What you have to do:
Starting at the first line and ending at the last, output the data exactly.

Exercise material:
//! Building a [`PhoneTree`] from a [`TreeDefinition`]

use crate::callback::Bound;
use crate::tree::{MenuId, MenuOptions, NodeId, PhoneTree, SubmenuOptions, Target};

use super::template::interpolate;
use super::types::{OptionDefinition, TreeDefinition, Variables};
use super::ScriptError;

/// Effects of one node, run in order: `set`, `ask`, `say`, `goto`.
#[derive(Debug, Clone, Default)]
struct Effects {
    set: Vec<(String, String)>,
    ask: Option<(String, String)>,
    say: Option<String>,
    goto: Option<Target>,
}

impl Effects {
    fn is_empty(&self) -> bool {
        self.set.is_empty() && self.ask.is_none() && self.say.is_none() && self.goto.is_none()
    }

    /// Parameter names of the callback these effects need.
    fn parameters(&self) -> Vec<&'static str> {
        let mut names = Vec::new();
        if !self.set.is_empty() || self.ask.is_some() || self.say.is_some() {
            names.push("state");
        }
        if self.ask.is_some() {
            names.push("ask");
        }
        if self.say.is_some() {
            names.push("tell");
        }
        // End of input while asking ends the session.
        if self.ask.is_some() || self.goto.is_some() {
            names.push("flow");
        }
        names
    }

    fn apply(&self, variables: Option<&mut Variables>, bound: &mut Bound<'_>) {
        if let Some(variables) = variables {
            if !self.apply_to(variables, bound) {
                return;
            }
        }

        if let Some(target) = self.goto {
            if let Some(flow) = bound.flow() {
                flow.redirect(target);
            }
        }
    }

    /// Run `set`, `ask` and `say`. Returns `false` if the session ended.
    fn apply_to(&self, variables: &mut Variables, bound: &mut Bound<'_>) -> bool {
        for (name, value) in &self.set {
            let value = interpolate(value, variables);
            variables.insert(name.clone(), value);
        }

        if let Some((question, into)) = &self.ask {
            let answer = bound
                .ask()
                .and_then(|ask| ask.ask(&interpolate(question, variables)));
            match answer {
                Some(answer) => {
                    variables.insert(into.clone(), answer);
                }
                None => {
                    tracing::debug!(question = %question, "no answer, ending session");
                    if let Some(flow) = bound.flow() {
                        flow.exit();
                    }
                    return false;
                }
            }
        }

        if let Some(message) = &self.say {
            if let Some(tell) = bound.tell() {
                tell.tell(&interpolate(message, variables));
            }
        }
        true
    }
}

/// A node whose callback is attached once every node exists.
struct Pending<'d> {
    node: NodeId,
    path: String,
    option: &'d OptionDefinition,
}

/// Build the tree described by `definition`.
pub fn compile(definition: &TreeDefinition) -> Result<PhoneTree<Variables>, ScriptError> {
    let mut tree = PhoneTree::new(MenuOptions {
        include_exit: definition.include_exit,
        include_exit_on_submenus: definition.include_exit_on_submenus,
    });
    let root = tree.root();

    let mut pending = Vec::new();
    add_options(&mut tree, root, "", &definition.options, &mut pending)?;

    if let Some(greeting) = &definition.say {
        let effects = Effects {
            say: Some(greeting.clone()),
            ..Effects::default()
        };
        attach(&mut tree, root.into(), effects)?;
    }

    for Pending { node, path, option } in pending {
        let effects = effects_of(&tree, &path, option)?;
        if !effects.is_empty() {
            attach(&mut tree, node, effects)?;
        }
    }

    tracing::debug!(nodes = tree.len(), "compiled tree definition");
    Ok(tree)
}

fn add_options<'d>(
    tree: &mut PhoneTree<Variables>,
    parent: MenuId,
    parent_path: &str,
    options: &'d [OptionDefinition],
    pending: &mut Vec<Pending<'d>>,
) -> Result<(), ScriptError> {
    for option in options {
        let label = option.label.trim();
        if label.is_empty() {
            return Err(ScriptError::EmptyLabel {
                path: display_path(parent_path),
            });
        }
        let path = if parent_path.is_empty() {
            label.to_string()
        } else {
            format!("{parent_path}/{label}")
        };

        let folded = label.to_lowercase();
        if tree
            .entries(parent)?
            .any(|(existing, _)| existing.to_lowercase() == folded)
        {
            tracing::warn!(path = %path, "duplicate label; goto paths reach the first one only");
        }

        let node: NodeId = if option.is_menu() {
            let menu = tree.add_submenu_with(
                parent,
                label,
                SubmenuOptions {
                    include_exit: option.include_exit,
                    include_exit_on_submenus: option.include_exit_on_submenus,
                },
            )?;
            add_options(tree, menu, &path, &option.options, pending)?;
            menu.into()
        } else {
            if !option.options.is_empty() {
                return Err(ScriptError::ActionWithOptions { path });
            }
            tree.add_action(parent, label)?.into()
        };

        pending.push(Pending { node, path, option });
    }
    Ok(())
}

fn effects_of(
    tree: &PhoneTree<Variables>,
    path: &str,
    option: &OptionDefinition,
) -> Result<Effects, ScriptError> {
    let ask = match (&option.ask, &option.into) {
        (Some(question), Some(into)) => Some((question.clone(), into.clone())),
        (None, None) => None,
        (Some(_), None) => {
            return Err(ScriptError::AskWithoutInto {
                path: path.to_string(),
            })
        }
        (None, Some(_)) => {
            return Err(ScriptError::IntoWithoutAsk {
                path: path.to_string(),
            })
        }
    };

    let goto = option
        .goto
        .as_deref()
        .map(|goto| resolve_goto(tree, path, goto))
        .transpose()?;

    Ok(Effects {
        set: option
            .set
            .iter()
            .map(|(k, v)| (k.clone(), v.clone()))
            .collect(),
        ask,
        say: option.say.clone(),
        goto,
    })
}

/// `exit`, `root`, or a label path from the root.
fn resolve_goto(tree: &PhoneTree<Variables>, path: &str, goto: &str) -> Result<Target, ScriptError> {
    let trimmed = goto.trim();
    let unknown = || ScriptError::UnknownGoto {
        path: path.to_string(),
        goto: goto.to_string(),
    };
    if trimmed.split('/').all(|segment| segment.trim().is_empty()) {
        return Err(unknown());
    }
    if trimmed.eq_ignore_ascii_case("exit") {
        return Ok(Target::Terminal);
    }
    if trimmed.eq_ignore_ascii_case("root") {
        return Ok(tree.root().into());
    }

    tree.find(trimmed).map(Target::Node).ok_or_else(unknown)
}

fn attach(
    tree: &mut PhoneTree<Variables>,
    node: NodeId,
    effects: Effects,
) -> Result<(), ScriptError> {
    let parameters = effects.parameters();
    tree.set_declared_callback(
        node,
        parameters,
        move |variables: Option<&mut Variables>, mut bound: Bound<'_>| {
            effects.apply(variables, &mut bound)
        },
    )?;
    Ok(())
}

fn display_path(path: &str) -> String {
    if path.is_empty() {
        "<root>".to_string()
    } else {
        path.to_string()
    }
}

Task result:
//! Building a [`PhoneTree`] from a [`TreeDefinition`]

use crate::callback::Bound;
use crate::tree::{MenuId, MenuOptions, NodeId, PhoneTree, SubmenuOptions, Target};

use super::template::interpolate;
use super::types::{OptionDefinition, TreeDefinition, Variables};
use super::ScriptError;

/// Effects of one node, run in order: `set`, `ask`, `say`, `goto`.
#[derive(Debug, Clone, Default)]
struct Effects {
    set: Vec<(String, String)>,
    ask: Option<(String, String)>,
    say: Option<String>,
    goto: Option<Target>,
}

impl Effects {
    fn is_empty(&self) -> bool {
        self.set.is_empty() && self.ask.is_none() && self.say.is_none() && self.goto.is_none()
    }

    /// Parameter names of the callback these effects need.
    fn parameters(&self) -> Vec<&'static str> {
        let mut names = Vec::new();
        if !self.set.is_empty() || self.ask.is_some() || self.say.is_some() {
            names.push("state");
        }
        if self.ask.is_some() {
            names.push("ask");
        }
        if self.say.is_some() {
            names.push("tell");
        }
        // End of input while asking ends the session.
        if self.ask.is_some() || self.goto.is_some() {
            names.push("flow");
        }
        names
    }

    fn apply(&self, variables: Option<&mut Variables>, bound: &mut Bound<'_>) {
        if let Some(variables) = variables {
            if !self.apply_to(variables, bound) {
                return;
            }
        }

        if let Some(target) = self.goto {
            if let Some(flow) = bound.flow() {
                flow.redirect(target);
            }
        }
    }

    /// Run `set`, `ask` and `say`. Returns `false` if the session ended.
    fn apply_to(&self, variables: &mut Variables, bound: &mut Bound<'_>) -> bool {
        for (name, value) in &self.set {
            let value = interpolate(value, variables);
            variables.insert(name.clone(), value);
        }

        if let Some((question, into)) = &self.ask {
            let answer = bound
                .ask()
                .and_then(|ask| ask.ask(&interpolate(question, variables)));
            match answer {
                Some(answer) => {
                    variables.insert(into.clone(), answer);
                }
                None => {
                    tracing::debug!(question = %question, "no answer, ending session");
                    if let Some(flow) = bound.flow() {
                        flow.exit();
                    }
                    return false;
                }
            }
        }

        if let Some(message) = &self.say {
            if let Some(tell) = bound.tell() {
                tell.tell(&interpolate(message, variables));
            }
        }
        true
    }
}

/// A node whose callback is attached once every node exists.
struct Pending<'d> {
    node: NodeId,
    path: String,
    option: &'d OptionDefinition,
}

/// Build the tree described by `definition`.
pub fn compile(definition: &TreeDefinition) -> Result<PhoneTree<Variables>, ScriptError> {
    let mut tree = PhoneTree::new(MenuOptions {
        include_exit: definition.include_exit,
        include_exit_on_submenus: definition.include_exit_on_submenus,
    });
    let root = tree.root();

    let mut pending = Vec::new();
    add_options(&mut tree, root, "", &definition.options, &mut pending)?;

    if let Some(greeting) = &definition.say {
        let effects = Effects {
            say: Some(greeting.clone()),
            ..Effects::default()
        };
        attach(&mut tree, root.into(), effects)?;
    }

    for Pending { node, path, option } in pending {
        let effects = effects_of(&tree, &path, option)?;
        if !effects.is_empty() {
            attach(&mut tree, node, effects)?;
        }
    }

    tracing::debug!(nodes = tree.len(), "compiled tree definition");
    Ok(tree)
}

fn add_options<'d>(
    tree: &mut PhoneTree<Variables>,
    parent: MenuId,
    parent_path: &str,
    options: &'d [OptionDefinition],
    pending: &mut Vec<Pending<'d>>,
) -> Result<(), ScriptError> {
    for option in options {
        let label = option.label.trim();
        if label.is_empty() {
            return Err(ScriptError::EmptyLabel {
                path: display_path(parent_path),
            });
        }
        let path = if parent_path.is_empty() {
            label.to_string()
        } else {
            format!("{parent_path}/{label}")
        };

        let folded = label.to_lowercase();
        if tree
            .entries(parent)?
            .any(|(existing, _)| existing.to_lowercase() == folded)
        {
            tracing::warn!(path = %path, "duplicate label; goto paths reach the first one only");
        }

        let node: NodeId = if option.is_menu() {
            let menu = tree.add_submenu_with(
                parent,
                label,
                SubmenuOptions {
                    include_exit: option.include_exit,
                    include_exit_on_submenus: option.include_exit_on_submenus,
                },
            )?;
            add_options(tree, menu, &path, &option.options, pending)?;
            menu.into()
        } else {
            if !option.options.is_empty() {
                return Err(ScriptError::ActionWithOptions { path });
            }
            tree.add_action(parent, label)?.into()
        };

        pending.push(Pending { node, path, option });
    }
    Ok(())
}

fn effects_of(
    tree: &PhoneTree<Variables>,
    path: &str,
    option: &OptionDefinition,
) -> Result<Effects, ScriptError> {
    let ask = match (&option.ask, &option.into) {
        (Some(question), Some(into)) => Some((question.clone(), into.clone())),
        (None, None) => None,
        (Some(_), None) => {
            return Err(ScriptError::AskWithoutInto {
                path: path.to_string(),
            })
        }
        (None, Some(_)) => {
            return Err(ScriptError::IntoWithoutAsk {
                path: path.to_string(),
            })
        }
    };

    let goto = option
        .goto
        .as_deref()
        .map(|goto| resolve_goto(tree, path, goto))
        .transpose()?;

    Ok(Effects {
        set: option
            .set
            .iter()
            .map(|(k, v)| (k.clone(), v.clone()))
            .collect(),
        ask,
        say: option.say.clone(),
        goto,
    })
}

/// `exit`, `root`, or a label path from the root.
fn resolve_goto(tree: &PhoneTree<Variables>, path: &str, goto: &str) -> Result<Target, ScriptError> {
    let trimmed = goto.trim();
    let unknown = || ScriptError::UnknownGoto {
        path: path.to_string(),
        goto: goto.to_string(),
    };
    if trimmed.split('/').all(|segment| segment.trim().is_empty()) {
        return Err(unknown());
    }
    if trimmed.eq_ignore_ascii_case("exit") {
        return Ok(Target::Terminal);
    }
    if trimmed.eq_ignore_ascii_case("root") {
        return Ok(tree.root().into());
    }

    tree.find(trimmed).map(Target::Node).ok_or_else(unknown)
}

fn attach(
    tree: &mut PhoneTree<Variables>,
    node: NodeId,
    effects: Effects,
) -> Result<(), ScriptError> {
    let parameters = effects.parameters();
    tree.set_declared_callback(
        node,
        parameters,
        move |variables: Option<&mut Variables>, mut bound: Bound<'_>| {
            effects.apply(variables, &mut bound)
        },
    )?;
    Ok(())
}

fn display_path(path: &str) -> String {
    if path.is_empty() {
        "<root>".to_string()
    } else {
        path.to_string()
    }
}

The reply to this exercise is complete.